WORK TO COMPLETE: Return every line of the listing below, unchanged, from its first line to the line holding "#[derive(Clone, Debug)]", that line included.

═════ DATA SHOWN

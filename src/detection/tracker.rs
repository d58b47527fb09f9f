// Ultralytics 🚀 AGPL-3.0 License - https://ultralytics.com/license
//! 多目标跟踪公共组件
//! Common components for multi-object tracking

use super::types::BBox;

// ========== 卡尔曼滤波器 ==========

/// 简化卡尔曼滤波器 (单个边界框的位置和尺寸平滑)
/// 状态向量: [cx, cy, w, h, vx, vy, vw, vh], 协方差取对角
#[derive(Clone, Debug)]
pub struct KalmanBoxFilter {
    state: [f32; 8],
    p: [f32; 8],
    /// 过程噪声
    q: f32,
    /// 观测噪声
    r: f32,
    stationary_count: u32,
}

/// 每帧速度保留比例
const VELOCITY_DECAY: f32 = 0.95;
/// 小于该速度(像素/帧)视为静止
const STATIONARY_SPEED: f32 = 2.0;

impl KalmanBoxFilter {
    /// - `q`: 过程噪声 (越小越平滑)
    /// - `r`: 观测噪声 (越大越平滑)
    pub fn new(bbox: &BBox, q: f32, r: f32) -> Self {
        let (cx, cy) = bbox.center();
        Self {
            state: [cx, cy, bbox.width(), bbox.height(), 0.0, 0.0, 0.0, 0.0],
            p: [10.0; 8],
            q,
            r,
            stationary_count: 0,
        }
    }

    /// 预测下一帧 (匀速模型 + 速度衰减)
    pub fn predict(&mut self) {
        let speed = self.state[4].hypot(self.state[5]);
        let stationary = speed < STATIONARY_SPEED;

        let (pos_decay, size_decay) = if stationary {
            self.stationary_count += 1;
            // 连续静止后强衰减, 避免静止车辆漂移
            let d = if self.stationary_count > 3 { 0.7 } else { VELOCITY_DECAY };
            (d, d)
        } else {
            self.stationary_count = 0;
            (VELOCITY_DECAY, 0.98)
        };
        self.state[4] *= pos_decay;
        self.state[5] *= pos_decay;
        self.state[6] *= size_decay;
        self.state[7] *= size_decay;

        for i in 0..4 {
            self.state[i] += self.state[i + 4];
        }

        let q = if stationary { self.q * 0.5 } else { self.q };
        self.p.iter_mut().for_each(|p| *p += q);
    }

    /// 融合观测值 (按残差自适应观测噪声)
    pub fn update(&mut self, bbox: &BBox) {
        let (cx, cy) = bbox.center();
        let residual = [
            cx - self.state[0],
            cy - self.state[1],
            bbox.width() - self.state[2],
            bbox.height() - self.state[3],
        ];

        let residual_norm = residual[0].hypot(residual[1]);
        let r = if residual_norm < STATIONARY_SPEED {
            self.r * 0.3
        } else if residual_norm < 10.0 {
            self.r
        } else {
            self.r * 3.0
        };
        let velocity_gain = if residual_norm < STATIONARY_SPEED { 0.3 } else { 1.0 };

        for i in 0..4 {
            let k_pos = self.p[i] / (self.p[i] + r);
            let k_vel = self.p[i + 4] / (self.p[i + 4] + r * 10.0);
            self.state[i] += k_pos * residual[i];
            self.state[i + 4] += k_vel * residual[i] * velocity_gain;
            self.p[i] *= 1.0 - k_pos;
            self.p[i + 4] *= 1.0 - k_vel;
        }

        if residual_norm >= STATIONARY_SPEED {
            self.stationary_count = 0;
        }
    }

    fn to_bbox(cx: f32, cy: f32, w: f32, h: f32) -> BBox {
        let w = w.max(1.0);
        let h = h.max(1.0);
        BBox::new(cx - w / 2.0, cy - h / 2.0, cx + w / 2.0, cy + h / 2.0)
    }

    /// 当前状态的边界框
    pub fn state_bbox(&self) -> BBox {
        Self::to_bbox(self.state[0], self.state[1], self.state[2], self.state[3])
    }

    /// 预测的边界框 (用于匹配)
    pub fn predicted_bbox(&self) -> BBox {
        Self::to_bbox(
            self.state[0] + self.state[4],
            self.state[1] + self.state[5],
            self.state[2] + self.state[6],
            self.state[3] + self.state[7],
        )
    }

    pub fn velocity(&self) -> (f32, f32) {
        (self.state[4], self.state[5])
    }
}

// ========== 工具函数 ==========

/// 计算两个边界框的IOU (Intersection over Union)
pub fn compute_iou(bbox1: &BBox, bbox2: &BBox) -> f32 {
    let x1 = bbox1.x1.max(bbox2.x1);
    let y1 = bbox1.y1.max(bbox2.y1);
    let x2 = bbox1.x2.min(bbox2.x2);
    let y2 = bbox1.y2.min(bbox2.y2);

    if x2 <= x1 || y2 <= y1 {
        return 0.0;
    }

    let intersection = (x2 - x1) * (y2 - y1);
    let union = bbox1.area() + bbox2.area() - intersection;
    if union <= 0.0 {
        return 0.0;
    }
    intersection / union
}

══════════

TASK SOLUTION:
filename src/detection/tracker.rs
repository d58b47527fb09f9f
// Ultralytics 🚀 AGPL-3.0 License - https://ultralytics.com/license
//! 多目标跟踪公共组件
//! Common components for multi-object tracking

use super::types::BBox;

// ========== 卡尔曼滤波器 ==========

/// 简化卡尔曼滤波器 (单个边界框的位置和尺寸平滑)
/// 状态向量: [cx, cy, w, h, vx, vy, vw, vh], 协方差取对角
#[derive(Clone, Debug)]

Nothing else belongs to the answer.